Filtering the records below, copy only those lines that include the word "struct".
BEGIN DATA FOR THIS TASK
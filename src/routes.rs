use std::sync::Arc;

use axum::{
    extract::DefaultBodyLimit,
    response::{IntoResponse, Response},
    routing::{any, get, post, put},
    Router,
};
use tower_governor::{
    governor::GovernorConfigBuilder, key_extractor::SmartIpKeyExtractor, GovernorError,
    GovernorLayer,
};
use tower_http::{cors::CorsLayer, trace::TraceLayer};
use utoipa::{
    openapi::security::{HttpAuthScheme, HttpBuilder, SecurityScheme},
    Modify, OpenApi,
};
use utoipa_swagger_ui::SwaggerUi;

use crate::admin_handler::{self, AdminUserList};
use crate::config::Config;
use crate::enrichment_handler;
use crate::errors::AppError;
use crate::handlers::{self, method_not_allowed, AppState};
use crate::models::*;
use crate::table_handler;
use crate::workflow_handler;

/// Request bodies above 1 MiB are rejected with 413.
pub const MAX_BODY_BYTES: usize = 1024 * 1024;

#[derive(OpenApi)]
#[openapi(
    info(title = "Prospect CRM API", description = "Prospects, custom tables, enrichments and N8N workflows"),
    paths(
        handlers::health,
        handlers::list_prospects,
        handlers::get_prospect,
        handlers::create_prospect,
        handlers::update_prospect,
        handlers::delete_prospect,
        enrichment_handler::list_enrichments,
        enrichment_handler::create_enrichment,
        enrichment_handler::update_enrichment,
        enrichment_handler::delete_enrichment,
        table_handler::list_custom_tables,
        table_handler::create_custom_table,
        table_handler::update_custom_table,
        table_handler::delete_custom_table,
        table_handler::list_records,
        table_handler::get_record,
        table_handler::create_record,
        table_handler::update_record,
        table_handler::delete_record,
        workflow_handler::generate_prospects,
        workflow_handler::seo_audit,
        workflow_handler::prospection_email,
        admin_handler::list_users,
    ),
    components(schemas(
        HealthStatus,
        MessageResponse,
        Prospect,
        NewProspect,
        ProspectPatch,
        ProspectPage,
        CustomTable,
        NewCustomTable,
        CustomTablePatch,
        RecordPage,
        Enrichment,
        NewEnrichment,
        EnrichmentPatch,
        GenerateProspectsRequest,
        SeoAuditRequest,
        ProspectionEmailRequest,
        AdminUserList,
    )),
    modifiers(&BearerAuth)
)]
pub struct ApiDoc;

struct BearerAuth;

impl Modify for BearerAuth {
    fn modify(&self, openapi: &mut utoipa::openapi::OpenApi) {
        if let Some(components) = openapi.components.as_mut() {
            components.add_security_scheme(
                "bearer_auth",
                SecurityScheme::Http(
                    HttpBuilder::new()
                        .scheme(HttpAuthScheme::Bearer)
                        .bearer_format("JWT")
                        .build(),
                ),
            );
        }
    }
}

/// Rate limiter rejections use the same JSON envelope as every other error.
fn rate_limit_response(error: GovernorError) -> Response {
    AppError::from(error).into_response()
}

/// Replenish period for one request of quota, from a requests-per-second rate.
fn replenish_period_ms(per_second: u64) -> u64 {
    (1000 / per_second.max(1)).max(1)
}

/// Builds the full application router.
///
/// Health and API docs are outside the rate limiter; every `/api/*` data
/// route gets the body limit and per-IP rate limiting.
pub fn build_router(state: Arc<AppState>) -> anyhow::Result<Router> {
    let config: &Config = &state.config;

    let governor_conf = Arc::new(
        GovernorConfigBuilder::default()
            .per_millisecond(replenish_period_ms(config.rate_limit_per_second))
            .burst_size(config.rate_limit_burst)
            .key_extractor(SmartIpKeyExtractor)
            .error_handler(rate_limit_response)
            .finish()
            .ok_or_else(|| anyhow::anyhow!("Invalid rate limiter configuration"))?,
    );

    let api_routes = Router::new()
        // Prospects
        .route(
            "/api/prospects",
            get(handlers::list_prospects)
                .post(handlers::create_prospect)
                .fallback(method_not_allowed),
        )
        .route(
            "/api/prospects/:id",
            get(handlers::get_prospect)
                .put(handlers::update_prospect)
                .delete(handlers::delete_prospect)
                .fallback(method_not_allowed),
        )
        // Enriched information
        .route(
            "/api/prospects/:id/enrichments",
            get(enrichment_handler::list_enrichments)
                .post(enrichment_handler::create_enrichment)
                .fallback(method_not_allowed),
        )
        .route(
            "/api/enrichments/:id",
            put(enrichment_handler::update_enrichment)
                .delete(enrichment_handler::delete_enrichment)
                .fallback(method_not_allowed),
        )
        // Custom table definitions
        .route(
            "/api/custom-tables",
            get(table_handler::list_custom_tables)
                .post(table_handler::create_custom_table)
                .fallback(method_not_allowed),
        )
        .route(
            "/api/custom-tables/:id",
            put(table_handler::update_custom_table)
                .delete(table_handler::delete_custom_table)
                .fallback(method_not_allowed),
        )
        // Custom table records
        .route("/api/tables", any(handlers::missing_table_name))
        .route("/api/tables/", any(handlers::missing_table_name))
        .route(
            "/api/tables/:table_name",
            get(table_handler::list_records)
                .post(table_handler::create_record)
                .put(table_handler::missing_record_id)
                .delete(table_handler::missing_record_id)
                .fallback(method_not_allowed),
        )
        .route(
            "/api/tables/:table_name/:id",
            get(table_handler::get_record)
                .put(table_handler::update_record)
                .delete(table_handler::delete_record)
                .fallback(method_not_allowed),
        )
        // N8N workflows
        .route(
            "/api/workflows/generate-prospects",
            post(workflow_handler::generate_prospects).fallback(method_not_allowed),
        )
        .route(
            "/api/workflows/seo-audit",
            post(workflow_handler::seo_audit).fallback(method_not_allowed),
        )
        .route(
            "/api/workflows/prospection-email",
            post(workflow_handler::prospection_email).fallback(method_not_allowed),
        )
        // Admin
        .route(
            "/api/admin/users",
            get(admin_handler::list_users).fallback(method_not_allowed),
        )
        // Oversized bodies surface as a JSON rejection, mapped to PAYLOAD_TOO_LARGE
        .layer(DefaultBodyLimit::max(MAX_BODY_BYTES))
        .layer(GovernorLayer {
            config: governor_conf,
        });

    let app = Router::new()
        .route(
            "/api/health",
            get(handlers::health).fallback(method_not_allowed),
        )
        .merge(api_routes)
        .merge(SwaggerUi::new("/docs").url("/api-docs/openapi.json", ApiDoc::openapi()))
        .fallback(handlers::endpoint_not_found)
        .with_state(state)
        .layer(TraceLayer::new_for_http())
        .layer(CorsLayer::permissive());

    Ok(app)
}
END DATA FOR THIS TASK
__ANSWER BOX__
pub struct ApiDoc;
struct BearerAuth;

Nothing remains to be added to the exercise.